**Exercise requirements**
Tell me how many lines in the entries below contain the word "Reset"; reply with the number and nothing else.

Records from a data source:
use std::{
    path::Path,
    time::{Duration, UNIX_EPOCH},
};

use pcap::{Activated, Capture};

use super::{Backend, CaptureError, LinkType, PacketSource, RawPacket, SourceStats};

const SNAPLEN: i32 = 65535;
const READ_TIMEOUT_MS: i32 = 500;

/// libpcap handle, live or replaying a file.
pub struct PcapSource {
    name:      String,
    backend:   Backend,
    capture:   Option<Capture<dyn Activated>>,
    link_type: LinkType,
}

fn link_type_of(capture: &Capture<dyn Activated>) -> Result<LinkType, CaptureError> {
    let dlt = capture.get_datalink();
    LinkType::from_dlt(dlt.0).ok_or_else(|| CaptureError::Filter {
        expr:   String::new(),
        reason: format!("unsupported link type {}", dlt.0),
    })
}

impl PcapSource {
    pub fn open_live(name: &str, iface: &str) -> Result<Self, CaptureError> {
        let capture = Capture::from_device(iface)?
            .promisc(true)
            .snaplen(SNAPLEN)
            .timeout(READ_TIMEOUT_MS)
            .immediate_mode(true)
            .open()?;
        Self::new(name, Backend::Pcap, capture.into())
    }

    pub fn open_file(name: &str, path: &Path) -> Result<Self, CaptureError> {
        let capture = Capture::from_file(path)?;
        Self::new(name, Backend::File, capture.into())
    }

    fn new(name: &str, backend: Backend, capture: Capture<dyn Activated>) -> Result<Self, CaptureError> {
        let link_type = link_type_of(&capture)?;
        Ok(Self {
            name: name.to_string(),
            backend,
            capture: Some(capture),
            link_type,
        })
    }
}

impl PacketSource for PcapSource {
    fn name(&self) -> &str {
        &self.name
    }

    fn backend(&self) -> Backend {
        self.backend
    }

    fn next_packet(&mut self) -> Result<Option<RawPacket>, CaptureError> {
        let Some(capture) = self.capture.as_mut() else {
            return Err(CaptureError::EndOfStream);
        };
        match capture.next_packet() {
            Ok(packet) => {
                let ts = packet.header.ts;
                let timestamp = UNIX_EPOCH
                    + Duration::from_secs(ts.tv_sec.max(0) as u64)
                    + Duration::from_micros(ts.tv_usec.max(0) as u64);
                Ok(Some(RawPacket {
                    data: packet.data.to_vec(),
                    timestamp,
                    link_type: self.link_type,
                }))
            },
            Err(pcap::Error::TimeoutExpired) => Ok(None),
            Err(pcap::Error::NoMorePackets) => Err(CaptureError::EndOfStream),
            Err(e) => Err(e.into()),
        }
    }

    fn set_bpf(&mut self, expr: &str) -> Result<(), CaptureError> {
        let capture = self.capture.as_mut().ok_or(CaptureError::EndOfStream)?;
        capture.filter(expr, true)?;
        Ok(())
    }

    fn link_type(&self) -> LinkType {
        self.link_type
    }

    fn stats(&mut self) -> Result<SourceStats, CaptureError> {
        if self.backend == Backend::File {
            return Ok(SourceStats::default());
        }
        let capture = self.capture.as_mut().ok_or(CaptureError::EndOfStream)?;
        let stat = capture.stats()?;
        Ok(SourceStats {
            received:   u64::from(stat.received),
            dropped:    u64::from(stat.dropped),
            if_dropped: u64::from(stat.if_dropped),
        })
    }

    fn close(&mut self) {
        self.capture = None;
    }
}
--
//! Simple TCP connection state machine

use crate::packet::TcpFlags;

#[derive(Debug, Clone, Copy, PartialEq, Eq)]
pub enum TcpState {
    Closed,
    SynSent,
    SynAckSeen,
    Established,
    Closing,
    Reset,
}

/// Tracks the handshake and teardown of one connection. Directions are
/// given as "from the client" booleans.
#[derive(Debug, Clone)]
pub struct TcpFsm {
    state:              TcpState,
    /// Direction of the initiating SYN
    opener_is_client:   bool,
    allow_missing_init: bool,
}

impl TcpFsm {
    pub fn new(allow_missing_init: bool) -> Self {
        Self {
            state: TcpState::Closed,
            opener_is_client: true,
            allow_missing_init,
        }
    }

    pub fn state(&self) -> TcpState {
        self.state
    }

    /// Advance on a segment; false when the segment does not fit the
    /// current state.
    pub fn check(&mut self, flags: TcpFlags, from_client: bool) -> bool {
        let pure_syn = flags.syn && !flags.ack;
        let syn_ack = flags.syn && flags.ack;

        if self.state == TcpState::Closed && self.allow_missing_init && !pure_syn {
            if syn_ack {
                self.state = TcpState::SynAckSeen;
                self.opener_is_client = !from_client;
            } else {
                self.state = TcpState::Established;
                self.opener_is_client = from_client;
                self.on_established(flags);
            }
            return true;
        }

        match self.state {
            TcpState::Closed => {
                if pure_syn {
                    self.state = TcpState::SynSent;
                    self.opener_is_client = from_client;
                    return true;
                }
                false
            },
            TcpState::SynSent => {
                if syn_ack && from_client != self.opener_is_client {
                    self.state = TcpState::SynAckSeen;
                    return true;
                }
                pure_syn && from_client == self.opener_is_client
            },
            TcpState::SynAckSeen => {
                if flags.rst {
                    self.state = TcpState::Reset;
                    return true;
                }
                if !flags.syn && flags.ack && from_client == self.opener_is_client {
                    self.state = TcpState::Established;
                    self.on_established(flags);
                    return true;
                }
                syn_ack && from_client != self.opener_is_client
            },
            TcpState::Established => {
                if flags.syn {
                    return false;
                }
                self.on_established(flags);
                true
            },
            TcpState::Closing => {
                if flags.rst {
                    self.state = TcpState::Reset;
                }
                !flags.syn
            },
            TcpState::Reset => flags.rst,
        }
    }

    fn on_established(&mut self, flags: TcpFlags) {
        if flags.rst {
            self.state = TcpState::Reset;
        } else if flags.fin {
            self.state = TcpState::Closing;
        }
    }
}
...
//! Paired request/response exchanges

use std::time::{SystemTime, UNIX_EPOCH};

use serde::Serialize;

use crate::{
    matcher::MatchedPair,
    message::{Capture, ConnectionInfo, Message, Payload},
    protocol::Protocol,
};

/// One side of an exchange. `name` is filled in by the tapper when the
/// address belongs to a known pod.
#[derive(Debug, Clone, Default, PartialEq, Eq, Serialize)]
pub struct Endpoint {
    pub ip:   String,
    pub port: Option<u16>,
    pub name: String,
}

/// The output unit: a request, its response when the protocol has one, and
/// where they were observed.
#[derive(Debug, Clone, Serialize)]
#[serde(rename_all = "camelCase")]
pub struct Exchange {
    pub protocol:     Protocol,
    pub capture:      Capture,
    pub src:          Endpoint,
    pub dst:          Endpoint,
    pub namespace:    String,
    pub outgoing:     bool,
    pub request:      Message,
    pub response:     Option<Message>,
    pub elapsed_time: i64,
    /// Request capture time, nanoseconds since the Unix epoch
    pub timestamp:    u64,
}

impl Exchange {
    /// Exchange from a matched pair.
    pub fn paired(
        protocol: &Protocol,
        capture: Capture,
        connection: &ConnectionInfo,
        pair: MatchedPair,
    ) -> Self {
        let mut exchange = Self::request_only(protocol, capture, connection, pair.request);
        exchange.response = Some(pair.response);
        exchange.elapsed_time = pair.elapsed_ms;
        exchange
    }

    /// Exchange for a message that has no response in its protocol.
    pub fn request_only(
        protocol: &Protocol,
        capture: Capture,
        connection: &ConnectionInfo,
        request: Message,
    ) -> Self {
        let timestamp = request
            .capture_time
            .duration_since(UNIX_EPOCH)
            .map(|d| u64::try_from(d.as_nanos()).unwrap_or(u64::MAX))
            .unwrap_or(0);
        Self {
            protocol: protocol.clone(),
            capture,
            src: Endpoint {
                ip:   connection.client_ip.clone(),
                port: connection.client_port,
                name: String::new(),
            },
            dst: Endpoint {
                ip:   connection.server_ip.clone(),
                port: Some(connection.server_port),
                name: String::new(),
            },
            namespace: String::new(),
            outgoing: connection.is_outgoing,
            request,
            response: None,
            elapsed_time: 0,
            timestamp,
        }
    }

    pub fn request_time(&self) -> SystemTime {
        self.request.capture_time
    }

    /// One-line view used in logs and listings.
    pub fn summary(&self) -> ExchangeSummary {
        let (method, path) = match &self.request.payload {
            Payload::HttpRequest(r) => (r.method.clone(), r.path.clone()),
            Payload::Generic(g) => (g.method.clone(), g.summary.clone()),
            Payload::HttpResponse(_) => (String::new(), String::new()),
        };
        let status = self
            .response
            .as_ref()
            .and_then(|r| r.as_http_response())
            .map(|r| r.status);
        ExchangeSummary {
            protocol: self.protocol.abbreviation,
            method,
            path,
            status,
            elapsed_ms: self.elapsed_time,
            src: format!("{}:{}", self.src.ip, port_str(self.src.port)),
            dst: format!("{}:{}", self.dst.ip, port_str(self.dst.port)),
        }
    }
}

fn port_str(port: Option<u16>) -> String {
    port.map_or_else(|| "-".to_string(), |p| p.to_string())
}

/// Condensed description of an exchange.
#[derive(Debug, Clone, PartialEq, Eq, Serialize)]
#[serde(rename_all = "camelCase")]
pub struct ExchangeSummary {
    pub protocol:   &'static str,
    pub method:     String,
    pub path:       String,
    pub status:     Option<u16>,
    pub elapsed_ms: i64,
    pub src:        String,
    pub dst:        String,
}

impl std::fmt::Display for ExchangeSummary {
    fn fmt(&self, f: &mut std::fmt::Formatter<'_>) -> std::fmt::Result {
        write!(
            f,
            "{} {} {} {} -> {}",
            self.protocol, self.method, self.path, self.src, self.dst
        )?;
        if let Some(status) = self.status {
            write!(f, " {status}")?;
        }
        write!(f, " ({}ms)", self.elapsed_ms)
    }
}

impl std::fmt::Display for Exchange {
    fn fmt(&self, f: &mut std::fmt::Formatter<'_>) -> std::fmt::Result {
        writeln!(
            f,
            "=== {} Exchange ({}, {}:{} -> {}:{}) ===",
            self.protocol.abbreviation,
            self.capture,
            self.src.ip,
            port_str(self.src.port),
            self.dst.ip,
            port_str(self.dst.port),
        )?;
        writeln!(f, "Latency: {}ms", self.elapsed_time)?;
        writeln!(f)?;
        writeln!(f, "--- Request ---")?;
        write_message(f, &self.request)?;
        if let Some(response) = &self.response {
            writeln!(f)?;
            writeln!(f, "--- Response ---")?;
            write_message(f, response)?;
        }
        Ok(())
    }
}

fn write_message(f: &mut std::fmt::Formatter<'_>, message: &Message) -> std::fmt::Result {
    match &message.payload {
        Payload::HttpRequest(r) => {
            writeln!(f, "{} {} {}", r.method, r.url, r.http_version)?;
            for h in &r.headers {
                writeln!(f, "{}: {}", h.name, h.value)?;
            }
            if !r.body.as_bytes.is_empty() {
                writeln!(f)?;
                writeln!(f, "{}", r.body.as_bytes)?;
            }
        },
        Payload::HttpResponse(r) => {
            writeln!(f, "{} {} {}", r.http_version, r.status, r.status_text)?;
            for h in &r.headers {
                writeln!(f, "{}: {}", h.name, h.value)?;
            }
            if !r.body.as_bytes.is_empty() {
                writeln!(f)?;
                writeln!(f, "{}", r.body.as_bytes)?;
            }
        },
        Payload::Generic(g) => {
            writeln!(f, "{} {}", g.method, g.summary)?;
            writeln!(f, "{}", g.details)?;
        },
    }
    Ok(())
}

**Answer box**
5